Football in this country has been similarly active.  At the behest of the FA medical committee, and as a result of collaboration between an eminent Premier League medical officer, and a Neurosurgeon working in sport, the current FA head injury guidelines were devised.  They were circulated to clubs in November 2009, and have been in use since then.

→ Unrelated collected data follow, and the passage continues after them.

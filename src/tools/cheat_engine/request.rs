//! Argument shapes shared by several tool categories.
use schemars::JsonSchema;
use serde::Deserialize;
use serde_json::{json, Value};

use super::{
    client::{ApiCall, Endpoint},
    errors::{require_non_blank, RequestValidationError},
};

/// Input for tools that take nothing but an address.
#[derive(Debug, Clone, Deserialize, JsonSchema)]
pub struct AddressRequest {
    /// Address expression: hex (`0x12345`), decimal, or a symbol such as `game.exe+1234`.
    pub address: String,
}

impl AddressRequest {
    pub fn validate(&self) -> Result<(), RequestValidationError> {
        require_non_blank("address", &self.address)
    }

    /// POST `{Address}` to the given endpoint.
    pub fn to_call(&self, endpoint: Endpoint) -> Result<ApiCall, RequestValidationError> {
        self.validate()?;
        Ok(ApiCall::post(endpoint, json!({ "Address": self.address })))
    }
}

/// Input for tools that take a single piece of text.
#[derive(Debug, Clone, Deserialize, JsonSchema)]
pub struct TextRequest {
    pub text: String,
}

pub(crate) fn default_true() -> bool {
    true
}

/// Insert `value` under `key` only when it is present.
pub(crate) fn insert_some<T: Into<Value>>(body: &mut Value, key: &str, value: Option<T>) {
    if let (Some(value), Value::Object(map)) = (value, body) {
        map.insert(key.to_string(), value.into());
    }
}
use std::path::Path;

use serde::Deserialize;

use crate::lib::errors::ConfigError;

pub const MIN_TOKEN_LENGTH: usize = 16;
pub const MAX_TOKEN_LENGTH: usize = 128;

/// Authentication settings. A missing `[auth]` section disables the token check.
#[derive(Debug, Clone, Default)]
pub struct AuthSection {
    pub token: Option<String>,
}

impl AuthSection {
    pub fn is_enabled(&self) -> bool {
        self.token.is_some()
    }
}

#[derive(Debug, Deserialize)]
pub struct RawAuthSection {
    pub token: Option<String>,
}

pub fn parse_auth_section(
    raw: Option<RawAuthSection>,
    path: &Path,
) -> Result<AuthSection, ConfigError> {
    let Some(auth_raw) = raw else {
        return Ok(AuthSection::default());
    };
    let token = auth_raw
        .token
        .map(|value| value.trim().to_string())
        .filter(|value| !value.is_empty())
        .ok_or(ConfigError::MissingField {
            path: path.to_path_buf(),
            field: "auth.token",
        })?;

    if !(MIN_TOKEN_LENGTH..=MAX_TOKEN_LENGTH).contains(&token.len()) {
        return Err(ConfigError::InvalidField {
            path: path.to_path_buf(),
            field: "auth.token",
            message: format!(
                "token must be {MIN_TOKEN_LENGTH}-{MAX_TOKEN_LENGTH} characters long"
            ),
        });
    }

    Ok(AuthSection { token: Some(token) })
}
//! CLI argument definitions and `LaunchProfile` construction.
use std::path::PathBuf;

use anyhow::{anyhow, Result};
use clap::{Args, Parser, Subcommand};

use super::{build_launch_args, resolve_config_path, resolve_token, LaunchProfile, TransportMode};

/// Parsed command intent from CLI.
#[derive(Debug, Clone)]
pub enum ParsedCommand {
    RunServer(LaunchProfile),
    Cli(CliCommand, LaunchProfile),
}

/// Top-level optional CLI commands.
#[derive(Debug, Clone, Subcommand)]
pub enum CliCommand {
    /// Print the tool catalog as JSON.
    #[command(about = "Print the MCP tool catalog as JSON")]
    Tools(ToolsArgs),
    /// Query the Cheat Engine REST plugin health endpoint.
    #[command(about = "Check that the Cheat Engine REST plugin is reachable")]
    Health,
}

/// Arguments for `tools`.
#[derive(Debug, Clone, Args)]
#[command(
    after_help = "Hint: use `cheat-engine-mcp tools --category memory` to list only the memory read/write tools."
)]
pub struct ToolsArgs {
    /// Restrict output to one category (process, memory, address, scan, utility, address_list).
    #[arg(long)]
    pub category: Option<String>,
}

/// Command-line arguments.
#[derive(Debug, Clone, Parser)]
#[command(
    author,
    version,
    about = "Cheat Engine MCP bridge (forwards MCP tool calls to the Cheat Engine REST plugin)",
    long_about = None
)]
pub struct LaunchProfileArgs {
    /// Select stdio (default) or tcp.
    #[arg(long, value_enum, default_value_t = TransportMode::Stdio)]
    pub transport: TransportMode,
    /// Path to config.toml (overrides MCP_CONFIG_PATH).
    #[arg(long = "config")]
    pub config_override: Option<PathBuf>,
    /// Explicit token override via CLI.
    #[arg(long = "token")]
    pub token_override: Option<String>,
    /// Optional CLI command mode.
    #[command(subcommand)]
    pub command: Option<CliCommand>,
}

impl LaunchProfileArgs {
    /// Build a `LaunchProfile` from CLI args and environment variables.
    pub fn build(self) -> Result<LaunchProfile> {
        let (config_path, config_required) = resolve_config_path(self.config_override)?;
        let (shared_token, token_source) = resolve_token(self.token_override);

        let launch_args = build_launch_args(self.transport, &config_path);

        Ok(LaunchProfile {
            config_path,
            config_required,
            transport: self.transport,
            shared_token,
            token_source,
            launch_args,
        })
    }

    /// Parse CLI args into either server launch mode or utility command mode.
    pub fn into_command(mut self) -> Result<ParsedCommand> {
        match self.command.take() {
            Some(command) => {
                validate_command(&command)?;
                Ok(ParsedCommand::Cli(command, self.build()?))
            }
            None => Ok(ParsedCommand::RunServer(self.build()?)),
        }
    }
}

fn validate_command(command: &CliCommand) -> Result<()> {
    use crate::tools::catalog;

    match command {
        CliCommand::Tools(args) => {
            if let Some(category) = &args.category {
                if catalog::find_category(category).is_none() {
                    return Err(anyhow!(
                        "unknown tool category `{category}`: expected one of {}",
                        catalog::category_names().join(", ")
                    ));
                }
            }
        }
        CliCommand::Health => {}
    }

    Ok(())
}
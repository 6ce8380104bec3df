//! String conversion, AOB scanning, disassembly and value scans.
use rmcp::{
    handler::server::wrapper::Parameters,
    model::{CallToolResult, ErrorData},
    tool, tool_router,
};
use schemars::JsonSchema;
use serde::{Deserialize, Serialize};
use serde_json::json;

use super::{
    client::{ApiCall, Endpoint},
    errors::{require_non_blank, RequestValidationError},
    request::{insert_some, AddressRequest, TextRequest},
};
use crate::server::runtime::CheatEngineServer;

pub const DEFAULT_STOP_ADDRESS: u64 = 0x0000_7fff_ffff_ffff;

/// Comparison performed by a first scan.
#[derive(Debug, Clone, Copy, PartialEq, Eq, Serialize, Deserialize, JsonSchema)]
pub enum ScanOption {
    #[serde(rename = "soUnknownValue")]
    UnknownValue,
    #[serde(rename = "soExactValue")]
    ExactValue,
    #[serde(rename = "soValueBetween")]
    ValueBetween,
    #[serde(rename = "soBiggerThan")]
    BiggerThan,
    #[serde(rename = "soSmallerThan")]
    SmallerThan,
    #[serde(rename = "soIncreasedValue")]
    IncreasedValue,
    #[serde(rename = "soIncreasedValueBy")]
    IncreasedValueBy,
    #[serde(rename = "soDecreasedValue")]
    DecreasedValue,
    #[serde(rename = "soDecreasedValueBy")]
    DecreasedValueBy,
    #[serde(rename = "soChanged")]
    Changed,
    #[serde(rename = "soUnchanged")]
    Unchanged,
}

impl ScanOption {
    pub const fn as_str(&self) -> &'static str {
        match self {
            ScanOption::UnknownValue => "soUnknownValue",
            ScanOption::ExactValue => "soExactValue",
            ScanOption::ValueBetween => "soValueBetween",
            ScanOption::BiggerThan => "soBiggerThan",
            ScanOption::SmallerThan => "soSmallerThan",
            ScanOption::IncreasedValue => "soIncreasedValue",
            ScanOption::IncreasedValueBy => "soIncreasedValueBy",
            ScanOption::DecreasedValue => "soDecreasedValue",
            ScanOption::DecreasedValueBy => "soDecreasedValueBy",
            ScanOption::Changed => "soChanged",
            ScanOption::Unchanged => "soUnchanged",
        }
    }

    /// Whether the scan compares against `input1`.
    pub const fn needs_input(&self) -> bool {
        !matches!(
            self,
            ScanOption::UnknownValue
                | ScanOption::IncreasedValue
                | ScanOption::DecreasedValue
                | ScanOption::Changed
                | ScanOption::Unchanged
        )
    }
}

/// Cheat Engine variable types. `code()` is the plugin's numeric encoding.
#[derive(Debug, Clone, Copy, PartialEq, Eq, Serialize, Deserialize, JsonSchema, Default)]
pub enum VariableType {
    #[serde(rename = "vtByte")]
    Byte,
    #[serde(rename = "vtWord")]
    Word,
    #[default]
    #[serde(rename = "vtDword")]
    Dword,
    #[serde(rename = "vtQword")]
    Qword,
    #[serde(rename = "vtSingle")]
    Single,
    #[serde(rename = "vtDouble")]
    Double,
    #[serde(rename = "vtString")]
    String,
    #[serde(rename = "vtByteArray")]
    ByteArray,
    #[serde(rename = "vtGrouped")]
    Grouped,
    #[serde(rename = "vtBinary")]
    Binary,
    #[serde(rename = "vtAll")]
    All,
}

impl VariableType {
    pub const fn as_str(&self) -> &'static str {
        match self {
            VariableType::Byte => "vtByte",
            VariableType::Word => "vtWord",
            VariableType::Dword => "vtDword",
            VariableType::Qword => "vtQword",
            VariableType::Single => "vtSingle",
            VariableType::Double => "vtDouble",
            VariableType::String => "vtString",
            VariableType::ByteArray => "vtByteArray",
            VariableType::Grouped => "vtGrouped",
            VariableType::Binary => "vtBinary",
            VariableType::All => "vtAll",
        }
    }

    pub const fn code(&self) -> u8 {
        *self as u8
    }
}

#[derive(Debug, Clone, Copy, PartialEq, Eq, Serialize, Deserialize, JsonSchema, Default)]
pub enum RoundingType {
    #[serde(rename = "rtRounded")]
    Rounded,
    #[default]
    #[serde(rename = "rtExtremerounded")]
    ExtremeRounded,
    #[serde(rename = "rtTruncated")]
    Truncated,
}

impl RoundingType {
    pub const fn as_str(&self) -> &'static str {
        match self {
            RoundingType::Rounded => "rtRounded",
            RoundingType::ExtremeRounded => "rtExtremerounded",
            RoundingType::Truncated => "rtTruncated",
        }
    }
}

/// Fast-scan alignment. `aob_scan` sends the numeric code, `memscan` the name.
#[derive(Debug, Clone, Copy, PartialEq, Eq, Serialize, Deserialize, JsonSchema, Default)]
pub enum AlignmentType {
    #[serde(rename = "fsmNotAligned")]
    NotAligned,
    #[default]
    #[serde(rename = "fsmAligned")]
    Aligned,
    #[serde(rename = "fsmLastDigits")]
    LastDigits,
}

impl AlignmentType {
    pub const fn as_str(&self) -> &'static str {
        match self {
            AlignmentType::NotAligned => "fsmNotAligned",
            AlignmentType::Aligned => "fsmAligned",
            AlignmentType::LastDigits => "fsmLastDigits",
        }
    }

    pub const fn code(&self) -> u8 {
        *self as u8
    }
}

#[derive(Debug, Clone, Copy, PartialEq, Eq)]
pub enum ConversionType {
    AnsiToUtf8,
    Utf8ToAnsi,
    StringToMd5,
}

impl ConversionType {
    pub const fn as_str(&self) -> &'static str {
        match self {
            ConversionType::AnsiToUtf8 => "ansiToUtf8",
            ConversionType::Utf8ToAnsi => "utf8ToAnsi",
            ConversionType::StringToMd5 => "stringToMd5",
        }
    }
}

pub fn convert_call(
    request: &TextRequest,
    conversion: ConversionType,
) -> Result<ApiCall, RequestValidationError> {
    require_non_blank("text", &request.text)?;
    Ok(ApiCall::post(
        Endpoint::Convert,
        json!({
            "Input": request.text,
            "ConversionType": conversion.as_str(),
        }),
    ))
}

#[derive(Debug, Clone, Copy, PartialEq, Eq)]
pub enum DisassembleRequestType {
    Disassemble,
    InstructionSize,
}

impl DisassembleRequestType {
    pub const fn as_str(&self) -> &'static str {
        match self {
            DisassembleRequestType::Disassemble => "disassemble",
            DisassembleRequestType::InstructionSize => "get-instruction-size",
        }
    }
}

pub fn disassemble_call(
    request: &AddressRequest,
    request_type: DisassembleRequestType,
) -> Result<ApiCall, RequestValidationError> {
    request.validate()?;
    Ok(ApiCall::post(
        Endpoint::Disassemble,
        json!({
            "RequestType": request_type.as_str(),
            "Address": request.address,
        }),
    ))
}

#[derive(Debug, Clone, Deserialize, JsonSchema)]
pub struct AobScanRequest {
    /// Hex bytes, spaced or not; `?` or `??` matches any byte, e.g. `48 8B 05 ? ? ? ?` or `488B05????????`.
    pub aob_string: String,
    /// Protection filter such as `+W-C` or `+X`.
    #[serde(default)]
    pub protection_flags: Option<String>,
    #[serde(default)]
    pub alignment_type: Option<AlignmentType>,
    #[serde(default)]
    pub alignment_param: Option<String>,
}

impl AobScanRequest {
    pub fn to_call(&self) -> Result<ApiCall, RequestValidationError> {
        validate_aob_pattern(&self.aob_string)?;
        let mut body = json!({ "AOBString": self.aob_string });
        insert_some(&mut body, "ProtectionFlags", self.protection_flags.clone());
        insert_some(
            &mut body,
            "AlignmentType",
            self.alignment_type.map(|alignment| alignment.code()),
        );
        insert_some(&mut body, "AlignmentParam", self.alignment_param.clone());
        Ok(ApiCall::post(Endpoint::AobScan, body))
    }
}

/// Tokens are hex digits and `?`/`*` wildcards. A token longer than two
/// characters is an unspaced run of byte pairs, e.g. `488B05????????`.
pub fn validate_aob_pattern(pattern: &str) -> Result<(), RequestValidationError> {
    let mut tokens = pattern.split_whitespace().peekable();
    if tokens.peek().is_none() {
        return Err(RequestValidationError::Blank {
            field: "aob_string",
        });
    }
    for token in tokens {
        let symbols_ok = token
            .chars()
            .all(|c| c.is_ascii_hexdigit() || c == '?' || c == '*');
        let length_ok = token.len() <= 2 || token.len() % 2 == 0;
        if !(symbols_ok && length_ok) {
            return Err(RequestValidationError::InvalidAobToken {
                token: token.to_string(),
            });
        }
    }
    Ok(())
}

fn default_stop_address() -> u64 {
    DEFAULT_STOP_ADDRESS
}

fn default_protection_flags() -> String {
    "+W-C".to_string()
}

fn default_alignment_param() -> String {
    "4".to_string()
}

/// Input for `memscan`. Blocks until the plugin finishes the scan.
#[derive(Debug, Clone, Deserialize, JsonSchema)]
pub struct MemScanRequest {
    pub scan_option: ScanOption,
    pub var_type: VariableType,
    /// Value to compare against; not used by unknown/changed/unchanged scans.
    #[serde(default)]
    pub input1: Option<String>,
    /// Upper bound for `soValueBetween`.
    #[serde(default)]
    pub input2: Option<String>,
    #[serde(default)]
    pub rounding_type: RoundingType,
    #[serde(default)]
    pub start_address: u64,
    #[serde(default = "default_stop_address")]
    pub stop_address: u64,
    #[serde(default = "default_protection_flags")]
    pub protection_flags: String,
    #[serde(default)]
    pub alignment_type: AlignmentType,
    #[serde(default = "default_alignment_param")]
    pub alignment_param: String,
    #[serde(default)]
    pub is_hexadecimal: bool,
    #[serde(default)]
    pub is_not_binary_string: bool,
    #[serde(default)]
    pub is_unicode: bool,
    #[serde(default)]
    pub is_case_sensitive: bool,
}

impl MemScanRequest {
    pub fn validate(&self) -> Result<(), RequestValidationError> {
        let scan_option = self.scan_option.as_str();
        if self.scan_option.needs_input() && is_missing(&self.input1) {
            return Err(RequestValidationError::MissingScanInput {
                field: "input1",
                scan_option,
            });
        }
        if self.scan_option == ScanOption::ValueBetween && is_missing(&self.input2) {
            return Err(RequestValidationError::MissingScanInput {
                field: "input2",
                scan_option,
            });
        }
        if self.start_address > self.stop_address {
            return Err(RequestValidationError::InvertedRange {
                start: self.start_address,
                stop: self.stop_address,
            });
        }
        Ok(())
    }

    pub fn to_call(&self) -> Result<ApiCall, RequestValidationError> {
        self.validate()?;
        let mut body = json!({
            "ScanOption": self.scan_option.as_str(),
            "VarType": self.var_type.as_str(),
            "RoundingType": self.rounding_type.as_str(),
            "StartAddress": self.start_address,
            "StopAddress": self.stop_address,
            "ProtectionFlags": self.protection_flags,
            "AlignmentType": self.alignment_type.as_str(),
            "AlignmentParam": self.alignment_param,
            "IsHexadecimalInput": self.is_hexadecimal,
            "IsNotABinaryString": self.is_not_binary_string,
            "IsUnicodeScan": self.is_unicode,
            "IsCaseSensitive": self.is_case_sensitive,
        });
        insert_some(&mut body, "Input1", self.input1.clone());
        insert_some(&mut body, "Input2", self.input2.clone());
        Ok(ApiCall::post(Endpoint::MemScan, body))
    }
}

fn is_missing(input: &Option<String>) -> bool {
    input.as_deref().map_or(true, |value| value.trim().is_empty())
}

#[tool_router(router = scan_router, vis = "pub(crate)")]
impl CheatEngineServer {
    #[tool(
        name = "ansi_to_utf8",
        description = "Convert an ANSI encoded string to UTF-8"
    )]
    async fn ansi_to_utf8(
        &self,
        Parameters(request): Parameters<TextRequest>,
    ) -> Result<CallToolResult, ErrorData> {
        self.forward_checked(
            "ansi_to_utf8",
            convert_call(&request, ConversionType::AnsiToUtf8),
        )
        .await
    }

    #[tool(
        name = "utf8_to_ansi",
        description = "Convert a UTF-8 string to ANSI"
    )]
    async fn utf8_to_ansi(
        &self,
        Parameters(request): Parameters<TextRequest>,
    ) -> Result<CallToolResult, ErrorData> {
        self.forward_checked(
            "utf8_to_ansi",
            convert_call(&request, ConversionType::Utf8ToAnsi),
        )
        .await
    }

    #[tool(
        name = "string_to_md5",
        description = "Compute the MD5 hash of a string"
    )]
    async fn string_to_md5(
        &self,
        Parameters(request): Parameters<TextRequest>,
    ) -> Result<CallToolResult, ErrorData> {
        self.forward_checked(
            "string_to_md5",
            convert_call(&request, ConversionType::StringToMd5),
        )
        .await
    }

    #[tool(
        name = "aob_scan",
        description = "Scan the opened process for an array-of-bytes pattern and return matching addresses"
    )]
    async fn aob_scan(
        &self,
        Parameters(request): Parameters<AobScanRequest>,
    ) -> Result<CallToolResult, ErrorData> {
        self.forward_checked("aob_scan", request.to_call()).await
    }

    #[tool(
        name = "disassemble",
        description = "Disassemble the instruction at an address"
    )]
    async fn disassemble(
        &self,
        Parameters(request): Parameters<AddressRequest>,
    ) -> Result<CallToolResult, ErrorData> {
        self.forward_checked(
            "disassemble",
            disassemble_call(&request, DisassembleRequestType::Disassemble),
        )
        .await
    }

    #[tool(
        name = "get_instruction_size",
        description = "Return the size in bytes of the instruction at an address"
    )]
    async fn get_instruction_size(
        &self,
        Parameters(request): Parameters<AddressRequest>,
    ) -> Result<CallToolResult, ErrorData> {
        self.forward_checked(
            "get_instruction_size",
            disassemble_call(&request, DisassembleRequestType::InstructionSize),
        )
        .await
    }

    #[tool(
        name = "memscan",
        description = "Run a first value scan over the opened process and wait for the results"
    )]
    async fn memscan(
        &self,
        Parameters(request): Parameters<MemScanRequest>,
    ) -> Result<CallToolResult, ErrorData> {
        self.forward_checked("memscan", request.to_call()).await
    }

    #[tool(
        name = "memscan_reset",
        description = "Discard the current scan results so a new first scan can start"
    )]
    async fn memscan_reset(&self) -> Result<CallToolResult, ErrorData> {
        self.forward("memscan_reset", ApiCall::post_empty(Endpoint::MemScanReset))
            .await
    }
}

Since its inception the SCAT 2 form has been included in these guidelines, and is published as part of the head injury guidelines in the FA handbook (1), and on our website (here).

In their study Price et al (2) mention that many club medical officers ‘are not required to demonstrate any expertise in concussion management’.

Medical indemnity providers have insisted for some time that medical practitioners attending sporting events must ensure they are adequately trained to provide appropriate care for their athletes (3).  We would encourage any medical practitioner involved in sport to heed this message.

The initial questionnaires in this study (2) were sent to clubs before the availability of current guidelines. By the time the second batch of questionnaires were sent out, all clubs were in receipt of the current guidelines from the FA.  Hence, by the time conclusions were drawn in this study, they were not contemporary. They do not reflect current practice within professional football.  Nor do they represent the stance of the FA in dealing with this important issue.

In my experience, governing bodies and their medical officers will always be of help when trying to obtain up to date information regarding practice and policy within their respective sports if asked.

References
1. The FA Handbook, Rules and Regulations of The Association, season 2012-13.
2.  Current practices in determining return to play following head injury in professional football in the UK. Price, J., Malliaras, P., Hudson, Z.  Br J Sports Med 2012;0:1-5
3. MPS issues advice to doctors assisting at sporting events :  07 Jul, 2006. 

Editor’s note – link to the most current consensus document here – the Zurich (3rd) concussion guidelines (>47,00o page views as of October 8th, 2012).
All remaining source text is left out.